Monday, November 19, 2007

love is in the air...

in the air around me but not in the air i breathe in though hehehe...

to my 2 (recently, though one not SO recently) attached friends..... *hugs* i'm really happy for you two :D

and to cookies and bnbp! happy one year anniversary! bnbp.. i salute you heh... :P

Monday, November 12, 2007

humans are such scary creatures...

it saddens me that 5 years of going to school together... and in our midst, there are people who would do the things they do....

the scariest part is... we know not who these perpetrators are...

Friday, November 9, 2007

constant cravings...

i usually have the few snacks i crave when i'm studying...

a. normal seaweed
b. tau kay neo seaweed
c. hello panda (chocolate)
d. calbee/jack and jill potato chips
e. prawn crackers

but THIS TIME.. it's CHOCOLATES!!! darn.... the chocolate cravings that usually occurs once a mth is NOW a constant craving this exam period :'(

sigh.... one of the reasons i hate exam periods... it means putting on wt that i have to endeavour to lose AFTER exams are over.... over and above what i should be losing already anyways :(

BAH!!!!

Wednesday, November 7, 2007

chitty chitty bang bang

in a bid to get better seats, i've almost forgotten how enjoyable it is to watch a show on a day where it is a sold out crowd....

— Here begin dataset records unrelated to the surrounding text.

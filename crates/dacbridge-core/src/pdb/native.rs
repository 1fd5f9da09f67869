//! # Legacy Format Symbols
//!
//! Seams for the platform's legacy symbol binder and the queries answered
//! on top of it.
//!
//! The binder reads the module's PE image straight out of the target through
//! an [`ImageReader`], then hands back a [`NativeSymbolReader`] exposing raw
//! sequence points, lexical scopes and documents. The lookups in this module
//! turn those into answers.

use tracing::trace;

use super::scope::{find_local, LexicalScope};
use super::sequence::{SequencePoint, SequencePointTable, SymbolDocument};
use super::{IlFrame, LocalVariable, SequencePointLocation, SourceLine};
use crate::error::{BridgeError, Result};
use crate::types::MethodToken;

/// IL offset value a reader returns when a position maps to no instruction.
pub const INVALID_IL_OFFSET: u32 = u32::MAX;

/// How positions passed to an [`ImageReader`] are interpreted
#[derive(Debug, Clone, Copy, PartialEq, Eq, Hash)]
pub enum ImageAddressing
{
    /// Offsets into the on-disk file layout
    FileOffset,
    /// Relative virtual addresses of the loaded layout
    Rva,
}

/// Reads a module's PE image on behalf of the binder
pub trait ImageReader
{
    /// How `position` in [`ImageReader::read_at`] is interpreted.
    fn addressing(&self) -> ImageAddressing;

    /// Read image bytes at `position`, returning the number of bytes read.
    fn read_at(&self, position: u64, buffer: &mut [u8]) -> Result<usize>;
}

/// The legacy symbol binder
pub trait NativeSymbolBinder
{
    /// Find and open the symbol file for `module_name` along `symbol_path`.
    ///
    /// ## Errors
    ///
    /// - `NotFound`: no matching symbol file
    fn reader_from_callback(
        &self,
        module_name: &str,
        symbol_path: &str,
        image: Box<dyn ImageReader>,
    ) -> Result<Box<dyn NativeSymbolReader>>;
}

/// An open legacy symbol file
pub trait NativeSymbolReader
{
    /// Sequence points of `method`, in any order.
    fn sequence_points(&self, method: MethodToken) -> Result<Vec<SequencePoint>>;

    /// Root lexical scope of `method`.
    fn root_scope(&self, method: MethodToken) -> Result<LexicalScope>;

    /// Every source document of the module.
    fn documents(&self) -> Result<Vec<SymbolDocument>>;

    /// Closest line at or after `line` that has code in `document`.
    fn find_closest_line(&self, document: &SymbolDocument, line: u32) -> Result<u32>;

    /// Method containing `line` of `document`.
    fn method_at_position(&self, document: &SymbolDocument, line: u32) -> Result<MethodToken>;

    /// IL offset of `line` of `document` inside `method`, or
    /// [`INVALID_IL_OFFSET`].
    fn il_offset_at_position(&self, method: MethodToken, document: &SymbolDocument, line: u32) -> Result<u32>;
}

/// Source line of the last visible sequence point at or before `il_offset`.
///
/// ## Errors
///
/// - `NotFound`: the method has no sequence points, or none visible at or
///   before the offset
pub fn line_by_il_offset(reader: &dyn NativeSymbolReader, method: MethodToken, il_offset: u32) -> Result<SourceLine>
{
    let table = SequencePointTable::new(reader.sequence_points(method)?);
    if table.is_empty() {
        return Err(BridgeError::NotFound(format!("sequence points of method {method}")));
    }

    table
        .line_for_offset(il_offset)
        .map(|point| SourceLine {
            line: point.line,
            file: point.document.url.clone(),
        })
        .ok_or_else(|| BridgeError::NotFound(format!("source line for {method}+0x{il_offset:x}")))
}

/// Name and live value of local `index` of `method`.
///
/// ## Errors
///
/// - `NotFound`: no scope declares the local, or the frame has no value for
///   it
pub fn named_local<F: IlFrame>(
    reader: &dyn NativeSymbolReader,
    method: MethodToken,
    index: u32,
    frame: &F,
) -> Result<LocalVariable<F::Value>>
{
    let root = reader.root_scope(method)?;
    find_local(&root, index, |slot| frame.local_variable(slot))
        .map(|(name, value)| LocalVariable { name, value })
        .ok_or_else(|| BridgeError::NotFound(format!("local {index} of method {method}")))
}

/// Method and IL offset for `line` of source file `file`.
///
/// The first document matching `file` whose closest line can be found
/// decides the answer.
///
/// ## Errors
///
/// - `NotFound`: no document matches, or the position has no IL offset
pub fn resolve_sequence_point(reader: &dyn NativeSymbolReader, file: &str, line: u32) -> Result<SequencePointLocation>
{
    for document in reader.documents()?.iter().filter(|doc| doc.matches_file(file)) {
        let closest = match reader.find_closest_line(document, line) {
            Ok(closest) => closest,
            Err(err) => {
                trace!("No line near {line} in {document}: {err}");
                continue;
            }
        };

        let method = reader.method_at_position(document, closest)?;
        let il_offset = reader.il_offset_at_position(method, document, closest)?;
        if il_offset == INVALID_IL_OFFSET {
            return Err(BridgeError::NotFound(format!("IL offset for {file}:{closest}")));
        }
        return Ok(SequencePointLocation { method, il_offset });
    }

    Err(BridgeError::NotFound(format!("{file}:{line}")))
}
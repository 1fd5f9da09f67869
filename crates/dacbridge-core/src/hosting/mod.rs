//! # Hosting
//!
//! Everything needed to run the managed helper code: choosing a runtime
//! installation ([`locator`]), building its trust list ([`tpa`]), starting it
//! ([`bootstrap`]) and binding the helper entry points ([`helpers`]).

pub mod bootstrap;
pub mod helpers;
pub mod locator;
pub mod tpa;

pub use bootstrap::{HostSeed, HostingState, RuntimeLoader, RuntimeProperties};
pub use helpers::{
    Delegate, HelperTable, HostedRuntime, MetadataRequest, NativeModuleImage, PortableLoadRequest, ReadMemory,
    ReaderHandle, SymbolStoreOptions,
};
pub use locator::HostRuntime;
pub use tpa::TrustedAssemblies;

the atmosphere is electrifying and the energy is high.. best of all, cos tmr's a public holiday, the kids were out in full force, and this is one show kids would really enjoy... heh

the ingenuity and the liveliness of the whole musical made it enjoyable and relaxing...

i had a good time.. sans the painful heels... but what's new bah.. heh

next up! the chinese musical PY and i plan to watch heh.. :P that.. and/or jacky cheung's concert heh

i need to work to earn money for my expensive interests bah....

Monday, November 5, 2007

growing into my own skin...

and learning to be comfortable in my own skin....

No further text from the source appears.